How Automation Affects Women’s Work

Two women check into their flight using an airport kiosk

Technology is rapidly eliminating jobs once held by humans.

We’re increasingly seeing self-check-out kiosks instead of cashiers, transponders replacing toll collectors and factories and manufacturing plants run by robots.

The trend toward automation will ramp up in the years ahead, as advances in technology and artificial intelligence proceed apace. According to an influential study from Oxford University, 47% of jobs are at high risk of being automated.
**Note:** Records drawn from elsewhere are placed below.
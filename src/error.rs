//! The crate error type and result alias.

use std::os::raw::c_int;
use std::{error, fmt, io, result};

/// A specialized result type for readiness and I/O operations.
pub type Result<T> = result::Result<T, Error>;

/// An operating system error.
///
/// Every fallible operation in this crate reports failure as an
/// `Error` wrapping the raw OS error number. The type is `Copy` and
/// carries named predicates for the error kinds event loops actually
/// branch on, most importantly [`is_would_block`]: with
/// edge-triggered readiness, "would block" is not a failure but the
/// signal that a source has been drained.
///
/// # Examples
///
/// ```
/// use edge_net::Error;
///
/// let e = Error::from_raw_os_error(libc::EAGAIN);
///
/// assert!(e.is_would_block());
/// assert!(!e.is_interrupted());
/// ```
///
/// [`is_would_block`]: #method.is_would_block
#[derive(Copy, Clone, Eq, PartialEq, Hash)]
pub struct Error {
    code: i32,
}

impl Error {
    /// Creates an `Error` from a raw OS error number.
    ///
    /// # Examples
    ///
    /// ```
    /// use edge_net::Error;
    ///
    /// let e = Error::from_raw_os_error(libc::ECONNREFUSED);
    ///
    /// assert_eq!(e.raw_os_error(), libc::ECONNREFUSED);
    /// assert!(e.is_connection_refused());
    /// ```
    #[inline]
    pub fn from_raw_os_error(code: i32) -> Error {
        Error { code }
    }

    /// Captures the error number of the last OS error that occurred
    /// on the calling thread.
    pub fn last_os_error() -> Error {
        let code = io::Error::last_os_error().raw_os_error().unwrap_or(0);
        Error { code }
    }

    /// Returns the raw OS error number.
    #[inline]
    pub fn raw_os_error(&self) -> i32 {
        self.code
    }

    /// Returns the human-readable description of the error, as
    /// produced by the platform `strerror`.
    pub fn message(&self) -> String {
        io::Error::from_raw_os_error(self.code).to_string()
    }

    /// Returns true if the operation would have blocked.
    ///
    /// For a non-blocking source this is the end-of-drain signal,
    /// never a failure. See the crate documentation on edge-triggered
    /// draining.
    #[inline]
    pub fn is_would_block(&self) -> bool {
        self.code == libc::EAGAIN || self.code == libc::EWOULDBLOCK
    }

    /// Returns true if a signal interrupted the operation.
    #[inline]
    pub fn is_interrupted(&self) -> bool {
        self.code == libc::EINTR
    }

    /// Returns true if the remote host actively refused the
    /// connection.
    #[inline]
    pub fn is_connection_refused(&self) -> bool {
        self.code == libc::ECONNREFUSED
    }

    /// Returns true if the peer reset the connection.
    #[inline]
    pub fn is_connection_reset(&self) -> bool {
        self.code == libc::ECONNRESET
    }

    /// Returns true if the connection was aborted locally.
    #[inline]
    pub fn is_connection_aborted(&self) -> bool {
        self.code == libc::ECONNABORTED
    }

    /// Returns true if the socket is not connected.
    #[inline]
    pub fn is_not_connected(&self) -> bool {
        self.code == libc::ENOTCONN
    }

    /// Returns true if the address is already in use.
    #[inline]
    pub fn is_addr_in_use(&self) -> bool {
        self.code == libc::EADDRINUSE
    }

    /// Returns true if the write side of a pipe or stream was closed
    /// by the peer.
    #[inline]
    pub fn is_broken_pipe(&self) -> bool {
        self.code == libc::EPIPE
    }

    /// Returns true if the entry already exists.
    ///
    /// Registering a descriptor that is already present in a
    /// selector's registration table fails with this error.
    #[inline]
    pub fn is_already_exists(&self) -> bool {
        self.code == libc::EEXIST
    }

    /// Returns true if the entry was not found.
    ///
    /// Re-registering or deregistering a descriptor that was never
    /// registered fails with this error.
    #[inline]
    pub fn is_not_found(&self) -> bool {
        self.code == libc::ENOENT
    }

    /// Returns true if the operation is in progress.
    ///
    /// A non-blocking stream connect reports this rather than
    /// completing immediately; the socket becomes writable once the
    /// connect resolves.
    #[inline]
    pub fn is_in_progress(&self) -> bool {
        self.code == libc::EINPROGRESS
    }
}

impl fmt::Debug for Error {
    fn fmt(&self, fmt: &mut fmt::Formatter<'_>) -> fmt::Result {
        fmt.debug_struct("Error")
            .field("code", &self.code)
            .field("message", &self.message())
            .finish()
    }
}

impl fmt::Display for Error {
    fn fmt(&self, fmt: &mut fmt::Formatter<'_>) -> fmt::Result {
        write!(fmt, "{} (os error {})", self.message(), self.code)
    }
}

impl error::Error for Error {}

impl From<Error> for io::Error {
    fn from(e: Error) -> io::Error {
        io::Error::from_raw_os_error(e.raw_os_error() as c_int)
    }
}

#[cfg(test)]
mod test {
    use super::Error;

    #[test]
    fn test_would_block_covers_both_codes() {
        assert!(Error::from_raw_os_error(libc::EAGAIN).is_would_block());
        assert!(Error::from_raw_os_error(libc::EWOULDBLOCK).is_would_block());
        assert!(!Error::from_raw_os_error(libc::EINTR).is_would_block());
    }

    #[test]
    fn test_predicates_match_codes() {
        let cases = [
            (libc::EINTR, Error::is_interrupted as fn(&Error) -> bool),
            (libc::ECONNREFUSED, Error::is_connection_refused),
            (libc::ECONNRESET, Error::is_connection_reset),
            (libc::ECONNABORTED, Error::is_connection_aborted),
            (libc::ENOTCONN, Error::is_not_connected),
            (libc::EADDRINUSE, Error::is_addr_in_use),
            (libc::EPIPE, Error::is_broken_pipe),
            (libc::EEXIST, Error::is_already_exists),
            (libc::ENOENT, Error::is_not_found),
            (libc::EINPROGRESS, Error::is_in_progress),
        ];

        for &(code, pred) in &cases {
            assert!(pred(&Error::from_raw_os_error(code)));
            assert!(!pred(&Error::from_raw_os_error(libc::E2BIG)));
        }
    }

    #[test]
    fn test_message_is_nonempty() {
        let e = Error::from_raw_os_error(libc::EPIPE);
        assert!(!e.message().is_empty());
        assert!(format!("{}", e).contains("os error"));
    }

    #[test]
    fn test_into_io_error() {
        let e = Error::from_raw_os_error(libc::EAGAIN);
        let io: std::io::Error = e.into();
        assert_eq!(io.kind(), std::io::ErrorKind::WouldBlock);
    }
}
use std::time::Duration;

use crate::event::Events;
use crate::source::Source;
use crate::sys;
use crate::{Interest, Result, Token};

/// Polls for readiness events on all registered sources.
///
/// `Poll` owns the selector: the kernel-backed registration table and
/// its blocking wait primitive. Sources are registered through the
/// [`Registry`] returned by [`registry`], after which [`poll`] blocks
/// until one of them transitions, the timeout elapses, or a [`Waker`]
/// fires.
///
/// # Edge-triggered draining
///
/// Readiness is delivered once per transition. After acting on an
/// event, perform I/O on the source until it fails with
/// [`is_would_block`]; a source that is never drained will never be
/// reported again.
///
/// # One waiter
///
/// `poll` takes `&mut self`: a given `Poll` is driven by exactly one
/// thread at a time. Registration through a [`Registry`] (or a clone
/// of it) is allowed from any thread, concurrently with the waiter.
///
/// # Examples
///
/// A single wait cycle over a readable pipe:
///
/// ```
/// use std::time::Duration;
/// use edge_net::unix::pipe;
/// use edge_net::{Events, Interest, Poll, Token};
///
/// let mut poll = Poll::new()?;
/// let mut events = Events::with_capacity(128);
///
/// let (sender, mut receiver) = pipe::new()?;
/// poll.registry()
///     .register(&mut receiver, Token(0), Interest::READABLE)?;
///
/// sender.write(b"ready")?;
///
/// poll.poll(&mut events, Some(Duration::from_millis(100)))?;
///
/// let event = events.iter().next().unwrap();
/// assert_eq!(event.token(), Token(0));
/// assert!(event.is_readable());
/// # edge_net::Result::Ok(())
/// ```
///
/// [`Registry`]: struct.Registry.html
/// [`registry`]: #method.registry
/// [`poll`]: #method.poll
/// [`Waker`]: struct.Waker.html
/// [`is_would_block`]: struct.Error.html#method.is_would_block
#[derive(Debug)]
pub struct Poll {
    registry: Registry,
}

/// Registers I/O sources with a [`Poll`] instance.
///
/// A `Registry` is a non-owning view of the selector held by its
/// `Poll`. It is obtained from [`Poll::registry`] and may be cloned
/// with [`try_clone`] to hand registration capability to other
/// threads; every clone refers to the same kernel-side registration
/// table.
///
/// [`Poll`]: struct.Poll.html
/// [`Poll::registry`]: struct.Poll.html#method.registry
/// [`try_clone`]: #method.try_clone
#[derive(Debug)]
pub struct Registry {
    selector: sys::Selector,
}

impl Poll {
    /// Returns a new `Poll` with an empty registration table.
    ///
    /// The selector descriptor is created with close-on-exec set.
    pub fn new() -> Result<Poll> {
        let selector = sys::Selector::new()?;
        Ok(Poll {
            registry: Registry { selector },
        })
    }

    /// Returns the registry backing this instance.
    pub fn registry(&self) -> &Registry {
        &self.registry
    }

    /// Waits for readiness events, blocking the calling thread.
    ///
    /// The batch is cleared, then filled with up to
    /// `events.capacity()` records. With `timeout` of `None` the call
    /// blocks until an event or an interrupt delivers; a zero
    /// duration polls without blocking. Interrupted waits are retried
    /// transparently. On failure the batch is left empty.
    ///
    /// Spurious returns with an empty batch are possible; callers
    /// should treat "no events" as a normal outcome.
    pub fn poll(&mut self, events: &mut Events, timeout: Option<Duration>) -> Result<()> {
        events.clear();
        self.registry.selector.select(events.sys_mut(), timeout)
    }
}

impl Registry {
    /// Registers an I/O source with the selector.
    ///
    /// Future readiness transitions of `source` that match
    /// `interests` are delivered to [`Poll::poll`] as events carrying
    /// `token`. Registering a source that is already present fails
    /// with an error whose [`is_already_exists`] is true; use
    /// [`reregister`] to change an existing registration.
    ///
    /// [`Poll::poll`]: struct.Poll.html#method.poll
    /// [`is_already_exists`]: struct.Error.html#method.is_already_exists
    /// [`reregister`]: #method.reregister
    pub fn register<S>(&self, source: &mut S, token: Token, interests: Interest) -> Result<()>
    where
        S: Source + ?Sized,
    {
        source.register(self, token, interests)
    }

    /// Replaces an existing registration in place.
    ///
    /// The token and interest set of the previous registration are
    /// discarded entirely. Re-registering a source that was never
    /// registered fails with an error whose [`is_not_found`] is true.
    ///
    /// [`is_not_found`]: struct.Error.html#method.is_not_found
    pub fn reregister<S>(&self, source: &mut S, token: Token, interests: Interest) -> Result<()>
    where
        S: Source + ?Sized,
    {
        source.reregister(self, token, interests)
    }

    /// Removes a source from the selector.
    ///
    /// No further event for the source is delivered by any subsequent
    /// wait. Deregister a source before closing it: once the
    /// descriptor is closed the kernel drops the registration on its
    /// own, and the integer may be reused by an unrelated descriptor.
    pub fn deregister<S>(&self, source: &mut S) -> Result<()>
    where
        S: Source + ?Sized,
    {
        source.deregister(self)
    }

    /// Returns an independently owned `Registry` over the same
    /// registration table.
    ///
    /// The underlying selector descriptor is duplicated; sources
    /// registered through either handle produce events on the
    /// original `Poll`.
    pub fn try_clone(&self) -> Result<Registry> {
        let selector = self.selector.try_clone()?;
        Ok(Registry { selector })
    }
}

/// Returns the selector backing a registry.
///
/// Used by `SourceFd` to reach the registration table; sources
/// themselves never see the selector type.
pub(crate) fn selector(registry: &Registry) -> &sys::Selector {
    &registry.selector
}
“Jobs most commonly held by women — cashiers, secretaries and bookkeeping clerks, for example — face some of the highest risks of becoming automated in the future,” according to a report from the Institute for Women’s Policy Research. According to the report:

  • Though they make up roughly half of the labor force, women constitute 58% of workers at highest risk of losing their jobs to technology.
  • Latinas face the highest risk of losing their jobs to automation, with one in three working in high-risk occupations.
  • Technological change is threatening clerical and secretarial jobs that can provide pathways to the middle class for many women.

While automation will eliminate many old jobs, it will also create new ones — many of which require training and experience in the STEM fields, where women are vastly under-represented. According to the IWPR report, the high-tech workforce has grown significantly for both women and men, but the number of women workers in these fields grew less than the number of men and the share of women fell.

Preparing women for the challenges posed by automation will entail helping them develop new skills, retraining displaced workers so they can move into other roles, and encouraging more women to pursue roles in high-paying technology fields.